Family medicine has a lot of factors working against it, and I personally believe that it is very unlikely for all of them to alleviate simultaneously.

I find it interesting that the US is finding that primary care is underpaid and undervalued, but truthfully this has been known for a long time and has been met with nothing but lip service. In the Canadian province of Ontario, family medicine service fees are undergoing drastic cuts, even in the wake of a rural physician maldistribution.
 
How often do you see American family docs make their primary income on non-family medicine things, like sleep or cosmo or emerge?

Almost never. Most of us don't have any interest in that stuff.

My impression was that outside of the most rural areas, family docs can't really overstep their boundaries because their competition is specialists.

We don't have any "boundaries" other than our training and competency, and I've never known an FP who thinks he/she is "competing" against specialists. They do their thing, we do ours. Generally, neither wants to do what the other does, and everything works out best for the patients when we all work together.

http://blogs.aafp.org/cfr/leadervoices/entry/senate_committee_hears_importance_of?sf5082645=1

I am commenting on this from the perspective as someone who initially wanted to do primary care but was dissuaded by the impression I had gotten from it during medical school.

Medical school is probably the worst place to learn how primary care works in the real world.

regular office family practice - you know, the stuff they show us all in medical school - is mundane on the best days and frustrating on the worst.

Watching somebody else perform cognitive work is like watching paint dry.

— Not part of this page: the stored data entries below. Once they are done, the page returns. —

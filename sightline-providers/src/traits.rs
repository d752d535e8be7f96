//! Collaborator traits the orchestrator calls.

use async_trait::async_trait;
use sightline_core::{
    Candidate, ClassifierError, DataSourceError, EnrichmentPayload, EntityId, ModelInfo,
};

/// Opaque image classifier.
///
/// Implementations must be thread-safe (Send + Sync).
///
/// # Example
/// ```ignore
/// struct OnnxClassifier { /* ... */ }
///
/// #[async_trait]
/// impl Classifier for OnnxClassifier {
///     async fn predict(&self, image_bytes: &[u8]) -> Result<Vec<Candidate>, ClassifierError> {
///         // Run inference
///     }
///     // ...
/// }
/// ```
#[async_trait]
pub trait Classifier: Send + Sync {
    /// Classify an image.
    ///
    /// # Returns
    /// * `Ok(candidates)` - Candidates in descending confidence order; empty
    ///   when nothing in the image is recognisable
    /// * `Err(ClassifierError)` - Inference could not run
    async fn predict(&self, image_bytes: &[u8]) -> Result<Vec<Candidate>, ClassifierError>;

    /// Describe the model behind this classifier.
    fn model_info(&self) -> ModelInfo;
}

/// Remote source of enrichment data keyed by entity id.
#[async_trait]
pub trait DataSource: Send + Sync {
    /// Fetch the enrichment document for one entity.
    ///
    /// # Returns
    /// * `Err(DataSourceError::NotFound)` - The source answered and does not
    ///   know the entity. This is not a health signal.
    /// * Any other error - The source is unreachable or misbehaving.
    async fn fetch(&self, entity_id: EntityId) -> Result<EnrichmentPayload, DataSourceError>;

    /// Short name used in logs.
    fn source_id(&self) -> &str;
}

It's a completely different thing when it's you and your patients. I take a tremendous amount of satisfaction in the fact that my patients come to me first, and that I have the opportunity to not only figure out what's going on in most cases, but to take care of the vast majority of their issues without sending them to another doctor. I love the variety that I see in family medicine. Young, old, sick, well - you name it. No two days are the same. The breadth of family medicine is what makes it challenging and fun. In private practice, I manage my own practice, hire/fire (well, rarely fire) my own staff, set my own hours, see as few or as many patients as I want, take time off when I want, etc. And, sometimes, I even fire my patients (try doing that in the ER). I have time to be involved in the management of my group, and work on advocacy and legislative issues at the state level. I also have plenty of time for family and relaxation. Plus, I earn a good living. So, yeah...you could say I'm happy in family medicine.

Family medicine has a lot of factors working against it, and I personally believe that it is very unlikely for all of them to alleviate simultaneously.

Change doesn't happen overnight. A journey of a thousand miles starts with a single step.

I find it interesting that the US is finding that primary care is underpaid and undervalued, but truthfully this has been known for a long time and has been met with nothing but lip service.

That's changing, as has been mentioned already.

In the Canadian province of Ontario, family medicine service fees are undergoing drastic cuts, even in the wake of a rural physician maldistribution.

I'm sure the Canadian system has its own set of problems and challenges. I'm not really qualified to comment, since I don't live or work there.